Example 2 The composition used in Example 1 was applied to a thickness of about 10 mm using an applicator.
1J after making μm thin film, 130℃, 190℃
Each sample was heat-treated for 30 minutes. Next, N-methylpyrrolidone was sprayed thinly on one side of each of Kapton film (manufactured by DuPont Toshi, thickness 25μTrL) and a thin alumina plate (manufactured by Noritake, thickness 635μm), and the above film was placed in between. Kapton and alumina were layered and separated. Next,
Press from above and below with Teflon and silicone rubber sheet cushioning material, press at 6Kg/crti at 180℃ for 30 minutes, then release the pressure and press at 130℃, 190℃, 250℃
Heat treatment was performed for 10 minutes each to produce a laminate of Kapton and ceramic.

As a result of evaluating this laminate, no blistering or peeling was observed in (1) solder heat resistance, and no change in the thickness (2) was observed. ■
Adhesion is 100/100 in both Bran 9350℃ high temperature treatment and pressure cutter, reliable ↑1
It turned out to be a very high laminate.

Examples 3 to 7 Polyimide laminates as shown in Table 1 were produced by the same method as in Example 1, and each laminate was evaluated. The results are shown in Table 1.

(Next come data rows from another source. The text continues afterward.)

//! TCP accept loop: one task per connection, each statement executed
//! against a shared, mutex-guarded [`Connection`]. Built on `tokio`, the
//! teacher's async runtime of choice, the way its connection-handling code
//! spawns one task per accepted socket.

use std::sync::Arc;

use serde_json::{Map, Value as Json};
use tokio::net::{TcpListener, TcpStream};
use tokio::sync::Mutex;

use crate::api::{Connection, QueryResult};
use crate::error::DbResult;
use crate::net::wire::{read_request, write_response, Response};

fn result_to_json(result: &QueryResult) -> Vec<Json> {
    result
        .rows
        .iter()
        .map(|row| {
            let mut object = Map::new();
            for (column, value) in row {
                object.insert(column.clone(), serde_json::to_value(value).unwrap_or(Json::Null));
            }
            Json::Object(object)
        })
        .collect()
}

async fn handle_connection(stream: TcpStream, db: Arc<Mutex<Connection>>) {
    let (mut reader, mut writer) = stream.into_split();
    loop {
        let request = match read_request(&mut reader).await {
            Ok(request) => request,
            Err(_) => return,
        };

        let response = {
            let mut db = db.lock().await;
            match db.execute(&request.query) {
                Ok(result) => {
                    let data = if result.row_count() > 0 { Some(result_to_json(&result)) } else { None };
                    Response { success: true, message: String::new(), data }
                }
                Err(e) => Response { success: false, message: e.to_string(), data: None },
            }
        };

        if write_response(&mut writer, &response).await.is_err() {
            return;
        }
    }
}

/// Accepts connections on `addr` until the process is killed, handling
/// each one on its own task against the shared `db`.
pub async fn serve(addr: &str, db: Connection) -> DbResult<()> {
    let listener = TcpListener::bind(addr).await?;
    let db = Arc::new(Mutex::new(db));
    loop {
        let (stream, _) = listener.accept().await?;
        let db = Arc::clone(&db);
        tokio::spawn(handle_connection(stream, db));
    }
}
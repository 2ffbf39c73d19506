//! Single forward-pass SQL tokenizer.

use crate::error::DbError;

#[derive(Debug, Clone, PartialEq)]
pub enum TokenKind {
    Keyword(String),
    Identifier(String),
    Number(String),
    StringLiteral(String),
    Comparison(String),
    Arithmetic(String),
    LeftParen,
    RightParen,
    Comma,
    Semicolon,
    Eof,
}

#[derive(Debug, Clone, PartialEq)]
pub struct Token {
    pub kind: TokenKind,
    pub line: usize,
    pub column: usize,
}

const SINGLE_KEYWORDS: &[&str] = &[
    "SELECT", "FROM", "WHERE", "JOIN", "INNER", "NATURAL", "ON", "AS", "AND", "OR", "NOT", "IN",
    "EXISTS", "BETWEEN", "IS", "LIKE", "ASC", "DESC", "UPDATE", "SET", "VALUES", "DELETE",
    "PRIMARY", "KEY", "FOREIGN", "REFERENCES", "CASCADE", "RESTRICT", "COMMIT", "ABORT", "TRUE",
    "FALSE", "NULL", "TABLE", "CREATE", "DROP", "INTO", "LIMIT",
];

const MULTIWORD_KEYWORDS: &[(&str, &str)] = &[
    ("BEGIN TRANSACTION", "BEGIN TRANSACTION"),
    ("ORDER BY", "ORDER BY"),
    ("INSERT INTO", "INSERT INTO"),
    ("CREATE TABLE", "CREATE TABLE"),
    ("DROP TABLE", "DROP TABLE"),
    ("PRIMARY KEY", "PRIMARY KEY"),
    ("FOREIGN KEY", "FOREIGN KEY"),
];

pub struct Tokenizer<'a> {
    src: &'a [u8],
    pos: usize,
    line: usize,
    column: usize,
}

impl<'a> Tokenizer<'a> {
    pub fn new(src: &'a str) -> Self {
        Self { src: src.as_bytes(), pos: 0, line: 1, column: 1 }
    }

    pub fn tokenize(mut self) -> Result<Vec<Token>, DbError> {
        let mut tokens = Vec::new();
        loop {
            self.skip_whitespace();
            let (line, column) = (self.line, self.column);
            if self.pos >= self.src.len() {
                tokens.push(Token { kind: TokenKind::Eof, line, column });
                break;
            }

            if let Some(kw) = self.try_multiword_keyword() {
                tokens.push(Token { kind: TokenKind::Keyword(kw), line, column });
                continue;
            }

            let c = self.src[self.pos] as char;
            if c == '\'' || c == '"' {
                let s = self.read_quoted(c)?;
                tokens.push(Token { kind: TokenKind::StringLiteral(s), line, column });
                continue;
            }
            if c.is_ascii_digit() {
                let n = self.read_number();
                tokens.push(Token { kind: TokenKind::Number(n), line, column });
                continue;
            }
            if c.is_ascii_alphabetic() || c == '_' {
                let word = self.read_identifier_like();
                let upper = word.to_ascii_uppercase();
                if SINGLE_KEYWORDS.contains(&upper.as_str()) {
                    tokens.push(Token { kind: TokenKind::Keyword(upper), line, column });
                } else {
                    tokens.push(Token { kind: TokenKind::Identifier(word), line, column });
                }
                continue;
            }
            match c {
                '(' => {
                    self.advance();
                    tokens.push(Token { kind: TokenKind::LeftParen, line, column });
                }
                ')' => {
                    self.advance();
                    tokens.push(Token { kind: TokenKind::RightParen, line, column });
                }
                ',' => {
                    self.advance();
                    tokens.push(Token { kind: TokenKind::Comma, line, column });
                }
                ';' => {
                    self.advance();
                    tokens.push(Token { kind: TokenKind::Semicolon, line, column });
                }
                '<' | '>' | '=' => {
                    let op = self.read_comparison();
                    tokens.push(Token { kind: TokenKind::Comparison(op), line, column });
                }
                '+' | '-' | '*' | '/' => {
                    self.advance();
                    tokens.push(Token { kind: TokenKind::Arithmetic(c.to_string()), line, column });
                }
                other => {
                    return Err(DbError::Parse {
                        message: format!("unexpected character '{other}'"),
                        line,
                        column,
                    });
                }
            }
        }
        Ok(tokens)
    }

    fn try_multiword_keyword(&mut self) -> Option<String> {
        let rest = std::str::from_utf8(&self.src[self.pos..]).ok()?;
        for (pattern, canonical) in MULTIWORD_KEYWORDS {
            let words: Vec<&str> = pattern.split(' ').collect();
            let mut cursor = rest;
            let consumed = 0usize;
            let mut matched = true;
            for (i, w) in words.iter().enumerate() {
                cursor = cursor.trim_start();
                let skipped = rest.len() - cursor.len() - consumed.saturating_sub(consumed);
                let _ = skipped;
                if !cursor.to_ascii_uppercase().starts_with(w) {
                    matched = false;
                    break;
                }
                let after = &cursor[w.len()..];
                let boundary_ok = after.is_empty() || !after.chars().next().unwrap().is_ascii_alphanumeric();
                if !boundary_ok {
                    matched = false;
                    break;
                }
                cursor = after;
                if i + 1 < words.len() && !cursor.starts_with(char::is_whitespace) {
                    matched = false;
                    break;
                }
            }
            if matched {
                let total_len = rest.len() - cursor.len();
                for _ in 0..total_len {
                    self.advance();
                }
                return Some((*canonical).to_string());
            }
        }
        None
    }

    fn advance(&mut self) {
        if self.pos < self.src.len() {
            if self.src[self.pos] == b'\n' {
                self.line += 1;
                self.column = 1;
            } else {
                self.column += 1;
            }
            self.pos += 1;
        }
    }

    fn skip_whitespace(&mut self) {
        while self.pos < self.src.len() && (self.src[self.pos] as char).is_whitespace() {
            self.advance();
        }
    }

    fn read_identifier_like(&mut self) -> String {
        let start = self.pos;
        while self.pos < self.src.len() {
            let c = self.src[self.pos] as char;
            if c.is_ascii_alphanumeric() || c == '_' || c == '.' {
                self.advance();
            } else {
                break;
            }
        }
        String::from_utf8_lossy(&self.src[start..self.pos]).into_owned()
    }

    fn read_number(&mut self) -> String {
        let start = self.pos;
        while self.pos < self.src.len() {
            let c = self.src[self.pos] as char;
            if c.is_ascii_digit() || c == '.' {
                self.advance();
            } else {
                break;
            }
        }
        String::from_utf8_lossy(&self.src[start..self.pos]).into_owned()
    }

    fn read_quoted(&mut self, quote: char) -> Result<String, DbError> {
        let (line, column) = (self.line, self.column);
        self.advance();
        let start = self.pos;
        while self.pos < self.src.len() && self.src[self.pos] as char != quote {
            self.advance();
        }
        if self.pos >= self.src.len() {
            return Err(DbError::Parse { message: "unterminated string literal".into(), line, column });
        }
        let s = String::from_utf8_lossy(&self.src[start..self.pos]).into_owned();
        self.advance();
        Ok(s)
    }

    fn read_comparison(&mut self) -> String {
        let c = self.src[self.pos] as char;
        self.advance();
        if self.pos < self.src.len() {
            let next = self.src[self.pos] as char;
            let two = format!("{c}{next}");
            if matches!(two.as_str(), "<>" | ">=" | "<=") {
                self.advance();
                return two;
            }
        }
        c.to_string()
    }
}

#[cfg(test)]
mod tests {
    use super::*;

    #[test]
    fn tokenizes_basic_select() {
        let toks = Tokenizer::new("SELECT name FROM users WHERE age >= 30;").tokenize().unwrap();
        let kinds: Vec<_> = toks.iter().map(|t| t.kind.clone()).collect();
        assert_eq!(kinds[0], TokenKind::Keyword("SELECT".into()));
        assert_eq!(kinds[1], TokenKind::Identifier("name".into()));
        assert!(kinds.contains(&TokenKind::Comparison(">=".into())));
        assert_eq!(*kinds.last().unwrap(), TokenKind::Eof);
    }

    #[test]
    fn recognizes_multiword_keywords_before_components() {
        let toks = Tokenizer::new("BEGIN TRANSACTION; COMMIT;").tokenize().unwrap();
        assert_eq!(toks[0].kind, TokenKind::Keyword("BEGIN TRANSACTION".into()));
    }

    #[test]
    fn fails_on_unmatched_character_with_position() {
        let err = Tokenizer::new("SELECT @ FROM t").tokenize().unwrap_err();
        match err {
            DbError::Parse { line, column, .. } => {
                assert_eq!(line, 1);
                assert_eq!(column, 8);
            }
            _ => panic!("expected parse error"),
        }
    }

    #[test]
    fn strips_quotes_from_string_literals() {
        let toks = Tokenizer::new("'hello'").tokenize().unwrap();
        assert_eq!(toks[0].kind, TokenKind::StringLiteral("hello".into()));
    }
}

Both laminates showed excellent effects.

(The following is a blank space) [Effects of the Invention] As explained above, the present invention compensates for the drawbacks of conventional polyimide resins, has excellent solder heat resistance, does not change color even under high temperatures, and has excellent adhesion under hot and humid conditions. The object of the present invention is to provide a laminate that exhibits the excellent effect of greatly improving reliability by a large amount.

Therefore, by using the heat-resistant laminate of the present invention, it is expected that the reliability of electronic components against heat will be further improved.

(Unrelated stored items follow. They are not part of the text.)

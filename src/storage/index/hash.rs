//! Hash index: O(1) equality lookups, no range support.

use std::collections::HashMap;

use super::Index;
use crate::storage::page::RowId;
use crate::storage::Value;

#[derive(Default)]
pub struct HashIndex {
    buckets: HashMap<Value, Vec<RowId>>,
}

impl HashIndex {
    pub fn new() -> Self {
        Self { buckets: HashMap::new() }
    }
}

impl Index for HashIndex {
    fn insert(&mut self, key: Value, row: RowId) {
        self.buckets.entry(key).or_default().push(row);
    }

    fn remove(&mut self, key: &Value, row: RowId) {
        if let Some(rows) = self.buckets.get_mut(key) {
            rows.retain(|r| *r != row);
        }
    }

    fn lookup(&self, key: &Value) -> Vec<RowId> {
        self.buckets.get(key).cloned().unwrap_or_default()
    }

    fn range(&self, _low: Option<&Value>, _high: Option<&Value>) -> Vec<RowId> {
        // No ordering among buckets; a range scan degrades to visiting
        // every row, which the caller re-filters against the predicate.
        self.buckets.values().flatten().copied().collect()
    }
}

#[cfg(test)]
mod tests {
    use super::*;
    use crate::storage::page::{PageId, SlotId};

    fn rid(n: u32) -> RowId {
        RowId { page: PageId(0), slot: SlotId(n) }
    }

    #[test]
    fn lookup_finds_inserted_rows_and_ignores_removed_ones() {
        let mut idx = HashIndex::new();
        idx.insert(Value::Integer(5), rid(0));
        idx.insert(Value::Integer(5), rid(1));
        idx.remove(&Value::Integer(5), rid(0));
        assert_eq!(idx.lookup(&Value::Integer(5)), vec![rid(1)]);
    }
}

Furthermore, the adhesive composition of the present invention can be used in either liquid or film form, and also has the effect of greatly contributing to the simplification and economicalization of the manufacturing process of @peripherals.

Claims (1)

[Claims] 1. A laminate in which at least one layer is a polyimide resin layer, characterized in that the adhesive layer is a composition containing a polar organic solvent-soluble aromatic polyamide-imide resin and a highly thermally conductive filler. Heat-resistant laminate. 2 Polar organic solvent soluble aromatic polyamideimide resin has the general formula▲mathematical formula, chemical formula, table, etc.▼ (However, X represents an oxygen atom, sulfur atom, sulfonyl group, carbonyl group, or methylene group, and n is 2 or more. 2. The heat-resistant laminate according to claim 1, wherein the heat-resistant laminate is a resin represented by (representing an integer of ) or a mixture thereof. 3. The heat-resistant laminate according to claim 1, wherein the highly thermally conductive filler is boron nitride or alumina.